Dask data sharding

I want to load data in a distributed manner. I want to read the dataset in parallel with each worker loading roughly the same amount of data. I want some pointer mapping which worker is having what data partition (or like pointer to the worker’s local data) and I want to persist the data on the workers. The complete dataset cannot be loaded in one worker’s memory. Hence the data has to be sharded across workers, but I want to have the reference to which worker has what data.

How can I achieve this using Dask?

Hi @vigneshn1997, this seems like a follow-up to your previous post, thanks for bringing it up again! Dask has a number of ways to read and process data in parallel, can you provide more information on what kind of data you’re using and where it is stored? In the meantime, you may find this example is similar to your workflow and there’s also this reference for connecting to remote data.

Hi @scharlottej13 . Thank you for your reply In my case, the data will be stored in a shared network file system (accessible by all nodes a network). To start with, I want to work with tabular data (loaded as dask arrays/dask dataframes) stored in csv/parquet files.

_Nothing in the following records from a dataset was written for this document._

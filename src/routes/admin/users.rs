use axum::extract::{Path, Query, State};
use axum::response::IntoResponse;
use axum::routing::get;
use axum::{Extension, Router};
use serde::{Deserialize, Serialize};

use crate::auth::AuthUser;
use crate::db::operations::user::UserRecord;
use crate::response::{created, ok, AppError};
use crate::routes::JsonOrForm;
use crate::services::progress::{self as progress_service, ActivityItem, OverallProgress};
use crate::services::user::{self as user_service, ProfilePatch, RegistrationInput, UserStatistics};
use crate::state::AppState;

use super::record_audit;

const DETAIL_ACTIVITY_DAYS: i64 = 30;
const DETAIL_ACTIVITY_LIMIT: usize = 20;

pub fn router() -> Router<AppState> {
    Router::new()
        .route("/", get(list_users).post(create_user))
        .route("/:id", get(user_detail).put(update_user).delete(delete_user))
}

#[derive(Debug, Default, Deserialize)]
#[serde(default)]
struct ListUsersQuery {
    q: Option<String>,
    role: Option<String>,
    page: Option<i64>,
}

#[derive(Debug, Default, Deserialize)]
#[serde(rename_all = "camelCase", default)]
struct CreateUserRequest {
    #[serde(flatten)]
    input: RegistrationInput,
    is_admin: bool,
}

#[derive(Debug, Default, Deserialize)]
#[serde(rename_all = "camelCase", default)]
struct UpdateUserRequest {
    #[serde(flatten)]
    patch: ProfilePatch,
    is_admin: Option<bool>,
}

#[derive(Serialize)]
#[serde(rename_all = "camelCase")]
struct UserDetail {
    user: UserRecord,
    statistics: UserStatistics,
    progress: OverallProgress,
    recent_activity: Vec<ActivityItem>,
}

async fn list_users(
    State(state): State<AppState>,
    Query(query): Query<ListUsersQuery>,
) -> Result<impl IntoResponse, AppError> {
    let page = user_service::list_users(
        state.db(),
        query.q,
        query.role.as_deref(),
        query.page.unwrap_or(1),
    )
    .await?;
    Ok(ok(page))
}

async fn create_user(
    State(state): State<AppState>,
    Extension(admin): Extension<AuthUser>,
    JsonOrForm(body): JsonOrForm<CreateUserRequest>,
) -> Result<impl IntoResponse, AppError> {
    let user = user_service::create_user(
        state.db(),
        state.config().auth.bcrypt_cost,
        body.input,
        body.is_admin,
    )
    .await?;
    record_audit(
        &state,
        &admin,
        "create_user",
        "user",
        Some(user.id.to_string()),
        Some(format!("username={} admin={}", user.username, user.is_admin)),
    )
    .await;
    Ok(created(user))
}

async fn user_detail(
    State(state): State<AppState>,
    Path(user_id): Path<i64>,
) -> Result<impl IntoResponse, AppError> {
    let user = user_service::load_user(state.db(), user_id).await?;
    let statistics = user_service::user_statistics(state.db(), state.rules(), user_id).await?;
    let progress = progress_service::overall_progress(state.db(), state.rules(), user_id).await?;
    let recent_activity = progress_service::recent_activity(
        state.db(),
        user_id,
        DETAIL_ACTIVITY_DAYS,
        DETAIL_ACTIVITY_LIMIT,
    )
    .await?;

    Ok(ok(UserDetail {
        user,
        statistics,
        progress,
        recent_activity,
    }))
}

async fn update_user(
    State(state): State<AppState>,
    Extension(admin): Extension<AuthUser>,
    Path(user_id): Path<i64>,
    JsonOrForm(body): JsonOrForm<UpdateUserRequest>,
) -> Result<impl IntoResponse, AppError> {
    if user_id == admin.id && body.is_admin == Some(false) {
        return Err(AppError::validation("You cannot remove your own admin role"));
    }
    let user =
        user_service::admin_update_user(state.db(), user_id, body.patch, body.is_admin).await?;
    record_audit(
        &state,
        &admin,
        "update_user",
        "user",
        Some(user.id.to_string()),
        body.is_admin.map(|flag| format!("admin={flag}")),
    )
    .await;
    Ok(ok(user))
}

async fn delete_user(
    State(state): State<AppState>,
    Extension(admin): Extension<AuthUser>,
    Path(user_id): Path<i64>,
) -> Result<impl IntoResponse, AppError> {
    let removed = user_service::delete_user(
        state.db(),
        admin.id,
        user_id,
        &state.config().admin.username,
    )
    .await?;
    record_audit(
        &state,
        &admin,
        "delete_user",
        "user",
        Some(removed.id.to_string()),
        Some(format!("username={}", removed.username)),
    )
    .await;
    Ok(ok(removed))
}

I went through the example shared. For my use case, I want to ensure that the data loaded is compatible to be trained using Tensorflow/PyTorch. And for my requirement, I specifically want to ensure persistence of data on workers and get a future handle of the data for each worker.

To explain the workflow,

Lets say I have 4 dask workers.

I want to load my data, divide the data among the 4 workers (randomly shuffling the data and then dividing it)

Now, I want to iteratively send a task to run on each of the workers local data. So lets say the order of workers visited is 2,1,3,4 (visiting sequentially one after the other) for the first iteration. For the next iteration lets say it is 3,1,4,2 => in this iteration, I don’t want the data to be loaded again (hence I want the data to be persisted across iterations).

And here we can see the need, that when I call client.submit (…, workers=w) : I can use the workers argument to send my task to a particular worker, but how do I pass the future object of the worker’s local data (to make sure that the task runs only on worker w’s data)

Hi @vigneshn1997, thanks for providing more detail! You can control which tasks run on which worker using the workers argument on client.{submit, persist, compute}. For example, if you have a task which loads some part of your data, you can capture that future, and use it in other computations. Here’s a small pseudocode example:

def load_data(path, partition):
   data = read_some_data_from_network_filesystem(path, partition)

def process_data(data):
   return do_things(data)

client = distributed.Client()
workers = client.scheduler_info()['workers'].keys()

worker1_url = workers[0]
worker2_url = workers[1]

path = "/path/on/my/network"
fut1 = client.submit(load_data, path, 1, workers=worker1_url)
fut2 = client.submit(load_data, path, 2, workers=worker2_url)

result1 = client.submit(process_data, fut1, workers=worker1_url)
result2 = client.submit(process_data, fut2, workers=worker2_url)

Thank you @scharlottej13 . I will try this out and get back to you on this

I had one doubt, will the load_data return the data (in the form of dask dataframe?) or does it only load the data and not return anything?

Hi @vigneshn1997! Did this suggested approach work for you?

Hi @scharlottej13. The approach worked for me when I am returning the pandas dataframe directly from the load data function and then passing the future as argument to the process data function. Thank you for the template.

Just one question, will the data be persisted on the worker if I run process data again or will it be re loaded? I couldnt get the difference on a smaller dataset(yet to test it on a larger dataset)

Glad to hear this worked for you! Yes, when using client.submit, Dask.distributed will keep the results in memory, rather than reloading the data again. You can read more on this here.

1 Like